Pierwsze prace już ruszyły - w piątek ściągali sieć trakcyjną z nad toru 1 (ten od strony miasta) - około godziny 11 można było zobaczyć pojazd trakcyjny w okolicy przystanku Chrzanów Śródmieście który "odczepiał" przewody i przemieszczał się w kierunku wiaduktu nad ul krakowską i dalej. Trwały też pierwsze "wykopki" przy wiadukcie nad ulicą Krakowską (po obu stronach). W sobotę na całym tym torze sieci trakcyjnej już nie było - zostały tylko same słupy trakcyjne. To samo pewnie nastąpi w przypadku drugiego toru, gdyż biorąc pod uwagę fakt że na tym odcinku w nowym rozkładzie dalej obowiązuje ZKA na odc. Chrzanów - Trzebinia to wiele wskazuje że prace będą się odbywać równolegle na obu torach (a to nieznacznie powinno się przełożyć skrócenie okresu zamknięcia tych wiaduktów aniżeli miało by to miejsce w przypadku robienia każdego z torów osobno i zamykania tych wiaduktów dwa razy)

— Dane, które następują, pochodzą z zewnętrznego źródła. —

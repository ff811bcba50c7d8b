//! Interpolation helpers:
//! - lerp_f32 (scalars)
//! - quaternion NLERP with shortest-arc normalization
//! - conversions between `[x, y, z, w]` arrays and nalgebra quaternions

use nalgebra::{Quaternion, UnitQuaternion, Vector3};

pub const IDENTITY_QUAT: [f32; 4] = [0.0, 0.0, 0.0, 1.0];

/// Linear interpolation of scalars.
#[inline]
pub fn lerp_f32(a: f32, b: f32, t: f32) -> f32 {
    a + (b - a) * t
}

#[inline]
pub fn dot4(a: [f32; 4], b: [f32; 4]) -> f32 {
    a[0] * b[0] + a[1] * b[1] + a[2] * b[2] + a[3] * b[3]
}

#[inline]
pub fn normalize4(mut q: [f32; 4]) -> [f32; 4] {
    let len2 = dot4(q, q);
    if len2 > 0.0 {
        let inv_len = len2.sqrt().recip();
        q[0] *= inv_len;
        q[1] *= inv_len;
        q[2] *= inv_len;
        q[3] *= inv_len;
    } else {
        q = IDENTITY_QUAT;
    }
    q
}

/// Quaternion NLERP with shortest-arc correction.
/// If dot < 0, negate the second quaternion to ensure the shortest path.
/// Returns a normalized quaternion (x,y,z,w).
#[inline]
pub fn nlerp_quat(a: [f32; 4], mut b: [f32; 4], t: f32) -> [f32; 4] {
    if dot4(a, b) < 0.0 {
        b = [-b[0], -b[1], -b[2], -b[3]];
    }
    normalize4([
        lerp_f32(a[0], b[0], t),
        lerp_f32(a[1], b[1], t),
        lerp_f32(a[2], b[2], t),
        lerp_f32(a[3], b[3], t),
    ])
}

/// `[x, y, z, w]` → nalgebra unit quaternion (normalizing).
#[inline]
pub fn to_unit_quat(q: [f32; 4]) -> UnitQuaternion<f32> {
    let q = normalize4(q);
    UnitQuaternion::new_normalize(Quaternion::new(q[3], q[0], q[1], q[2]))
}

/// nalgebra unit quaternion → `[x, y, z, w]`.
#[inline]
pub fn from_unit_quat(q: &UnitQuaternion<f32>) -> [f32; 4] {
    [q.i, q.j, q.k, q.w]
}

#[inline]
pub fn to_vec3(v: [f32; 3]) -> Vector3<f32> {
    Vector3::new(v[0], v[1], v[2])
}

#[inline]
pub fn from_vec3(v: &Vector3<f32>) -> [f32; 3] {
    [v.x, v.y, v.z]
}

Ciekawy jestem czy sygnalizacja świetlna na ul. Krakowskiej i na ul Kadłubek pozostanie włączoną?
Oni czekają aż Covid zniknie, aby można było z pompa otworzyć wiadukt w trzebini :-D
Niezły cyrk się szykuje, do tego zakorkowana Trzebinia z nowym, ale nie otwartym mostem koło zakładów tłuszczowych, takie rzeczy tylko w Polsce
krakowiak, czyli budujemy po jednym wiadukcie i tylko w lecie? Schodzi nam 3 lata na chrzanowskie wiadukty :) bulbacz, teoretycznie można tych wiaduktów nie ruszać, ale nie wiem, czy zamknięcie linii kolejowej jest lepszym rozwiązaniem.
potrzebne to jak qrwie gacie
Nie można remontować po kolei tych wiaduktów...tylko od razu paraliżować całe miasto...po za tym takie rzeczy to się robi w lecie a nie w zimie...
Jak PKP się za to zabiera to spodziewajcie się rocznych poślizgów :D Spokojnie, auto można zostawić w Trzebini, Balinie, Zagórzu czy Jaworznie i spokojnie na nogach obskoczyć sklepy czy Urzędy.
Kiedy pojawi się informacja o objazdach? A ZKKM pewnie poda info o zmianach w rozkładach i przebiegu tras dzień wcześniej.
Zapewne czekają utrudnienia ale lepiej późno niż wcale.
Oświęcim ma taki Armagedon każdego dnia. O 13 przejazd kilku kilometrów to kilkadziesiąt minut. Oświęcim - Bieruń - Tychy praktycznie nie przejezdne.